In fact, for the upright the pain of death is only a slight tap on the wrist, compared to the blessings that are in store on the far side. “God was putting them to the test and has proved them worthy to be with him”. Sorrow and pain are the ways in which God tests and purifies the upright. “God chastises those whom he loves.”
“He has tested them like gold in a furnace, and accepted them as a perfect burnt offering.” One can understand how those who do evil come upon bad times. It is more difficult to understand why the good should suffer. But, as the writer says, suffering in the case of the good has a purifying effect. The image is that of the holocaust, in which the victim is completely consumed by fire. And, by being put in fire, all impurities are removed from the newly mined gold. Even Jesus himself, the very Son of God, was so tested and so entered his glory.
“At their time of visitation, they will shine out; as sparks run through the stubble, so will they.”
‘Visitation’ here expresses God’s loving judgement on those who have been faithful to him. (But, later in the book, the same term is used for the punishment of the wicked at God’s final judgement.)

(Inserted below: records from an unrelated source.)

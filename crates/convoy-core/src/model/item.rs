use std::collections::BTreeMap;
use std::fmt;

use serde::{Deserialize, Serialize};

/// Lifecycle state of a model item.
#[derive(Debug, Clone, Copy, PartialEq, Eq, Serialize, Deserialize)]
#[serde(rename_all = "snake_case")]
pub enum ItemState {
    /// Created but never deployed.
    Initial,
    /// Deployed, then modified; redeployment pending.
    Updated,
    /// Marked for deletion; removed from the model once its
    /// deconfiguration task succeeds.
    ForRemoval,
    /// Deployed and converged.
    Applied,
}

impl fmt::Display for ItemState {
    fn fmt(&self, f: &mut fmt::Formatter<'_>) -> fmt::Result {
        let s = match self {
            Self::Initial => "Initial",
            Self::Updated => "Updated",
            Self::ForRemoval => "ForRemoval",
            Self::Applied => "Applied",
        };
        f.write_str(s)
    }
}

/// An item in the declarative model.
#[derive(Debug, Clone, Serialize, Deserialize)]
pub struct ModelItem {
    /// Model path, e.g. `/deployments/site/clusters/c1/nodes/n1/items/httpd`.
    pub path: String,
    pub item_type: String,
    pub properties: BTreeMap<String, String>,
    pub state: ItemState,
    /// Cleared when a deployment attempt left the item's on-node state
    /// unknown (applied was triggered but no terminal observation arrived).
    pub applied_properties_determinable: bool,
}

impl ModelItem {
    pub fn new(
        path: impl Into<String>,
        item_type: impl Into<String>,
        properties: BTreeMap<String, String>,
    ) -> Self {
        Self {
            path: path.into(),
            item_type: item_type.into(),
            properties,
            state: ItemState::Initial,
            applied_properties_determinable: true,
        }
    }

    /// The item's short id: the last path segment.
    pub fn id(&self) -> &str {
        self.path.rsplit('/').next().unwrap_or(&self.path)
    }

    /// Target node extracted from the path (`…/nodes/<node>/…`), or the
    /// management server for items outside any node.
    pub fn node(&self) -> String {
        path_segment_after(&self.path, "nodes").unwrap_or_else(|| "ms".to_owned())
    }

    /// Execution subtree: the cluster path prefix for clustered items, or
    /// the management-server root otherwise.
    pub fn subtree(&self) -> String {
        subtree_of_path(&self.path)
    }

    /// Declared inter-item creation dependency (`requires` property):
    /// this item is configured after the referenced item.
    pub fn requires(&self) -> Option<&str> {
        self.properties.get("requires").map(String::as_str)
    }

    /// Declared subtree ordering for cluster items (`dependency_list`
    /// property, comma-separated sibling cluster ids).
    pub fn dependency_list(&self) -> Vec<String> {
        self.properties
            .get("dependency_list")
            .map(|raw| {
                raw.split(',')
                    .map(str::trim)
                    .filter(|s| !s.is_empty())
                    .map(str::to_owned)
                    .collect()
            })
            .unwrap_or_default()
    }
}

/// The cluster prefix of a model path, or the management-server root.
pub(crate) fn subtree_of_path(path: &str) -> String {
    let segments: Vec<&str> = path.split('/').filter(|s| !s.is_empty()).collect();
    if let Some(pos) = segments.iter().position(|s| *s == "clusters") {
        if pos + 1 < segments.len() {
            return format!("/{}", segments[..=pos + 1].join("/"));
        }
    }
    "/ms".to_owned()
}

fn path_segment_after(path: &str, marker: &str) -> Option<String> {
    let segments: Vec<&str> = path.split('/').filter(|s| !s.is_empty()).collect();
    let pos = segments.iter().position(|s| *s == marker)?;
    segments.get(pos + 1).map(|s| (*s).to_owned())
}
//! Plugin registry -- a named collection of item-type plugins.

use std::collections::HashMap;

use anyhow::Result;

use crate::model::ModelDelta;

use super::trait_def::{ItemPlugin, TaskSpec};

/// A collection of registered [`ItemPlugin`] implementations, keyed by name.
#[derive(Default)]
pub struct PluginRegistry {
    plugins: HashMap<String, Box<dyn ItemPlugin>>,
}

impl PluginRegistry {
    /// Create an empty registry.
    pub fn new() -> Self {
        Self::default()
    }

    /// Register a plugin under the name returned by [`ItemPlugin::name`].
    ///
    /// If a plugin with the same name is already registered, it is replaced
    /// and the old one is returned.
    pub fn register(&mut self, plugin: impl ItemPlugin + 'static) -> Option<Box<dyn ItemPlugin>> {
        let name = plugin.name().to_string();
        self.plugins.insert(name, Box::new(plugin))
    }

    /// Look up a plugin by name.
    pub fn get(&self, name: &str) -> Option<&dyn ItemPlugin> {
        self.plugins.get(name).map(|b| b.as_ref())
    }

    /// List the names of all registered plugins, sorted.
    pub fn list(&self) -> Vec<&str> {
        let mut names: Vec<&str> = self.plugins.keys().map(String::as_str).collect();
        names.sort_unstable();
        names
    }

    pub fn len(&self) -> usize {
        self.plugins.len()
    }

    pub fn is_empty(&self) -> bool {
        self.plugins.is_empty()
    }

    /// Collect task specs from every plugin for the given delta, stamping
    /// each spec with its emitting plugin's name.
    ///
    /// Plugins are visited in name order so output is deterministic.
    pub fn generate_tasks(&self, delta: &ModelDelta) -> Vec<TaskSpec> {
        let mut specs = Vec::new();
        for name in self.list() {
            let plugin = &self.plugins[name];
            for mut spec in plugin.generate_tasks(delta) {
                spec.plugin_id = name.to_owned();
                specs.push(spec);
            }
        }
        specs
    }

    /// Dispatch a `Callback` task to its emitting plugin.
    pub async fn run_callback(
        &self,
        plugin_id: &str,
        handler: &str,
        item_path: &str,
        node: &str,
    ) -> Result<()> {
        let plugin = self
            .get(plugin_id)
            .ok_or_else(|| anyhow::anyhow!("no plugin registered under {plugin_id:?}"))?;
        plugin.run_callback(handler, item_path, node).await
    }
}

impl std::fmt::Debug for PluginRegistry {
    fn fmt(&self, f: &mut std::fmt::Formatter<'_>) -> std::fmt::Result {
        f.debug_struct("PluginRegistry")
            .field("plugins", &self.list())
            .finish()
    }
}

The image of sparks running through the stubble, left over after the cutting of the grain, is used in many biblical passage and symbolises the effects of God’s avenging anger or of Israel’s revenge on its enemies. Here it is used slightly differently, perhaps to mean the participation of the glorified upright in the elimination of evil, preceding the establishing of the kingdom of God, of which they are striking evidence. And so “they will judge nations, rule over peoples, and the Lord will be their king for ever.” Obviously, they will judge the nations not on the same level as God. But their very uprightness will stand in sharp contrast with those who did not follow God’s will in their lives.
Finally, “those who trust in him will understand the truth, those who are faithful will live with him in love.” Those who fully committed themselves in faith and trust to God’s will in their lives will, after death, know that they were indeed walking the way of truth, the way of integrity and wholeness which they have now achieved. They will also “live with God in love”. A life of faith in Christ and his Way is not possible without also being a life of love – love for God, love for others, love for oneself. In death they will truly know and be totally taken up into the God who is Love. This is Heaven!
It is for us, then, to ready ourselves so that our death too will simply be the gateway to perfect happiness and union with God. We make ready for that time by each day seeking and finding God in every person and in every experience.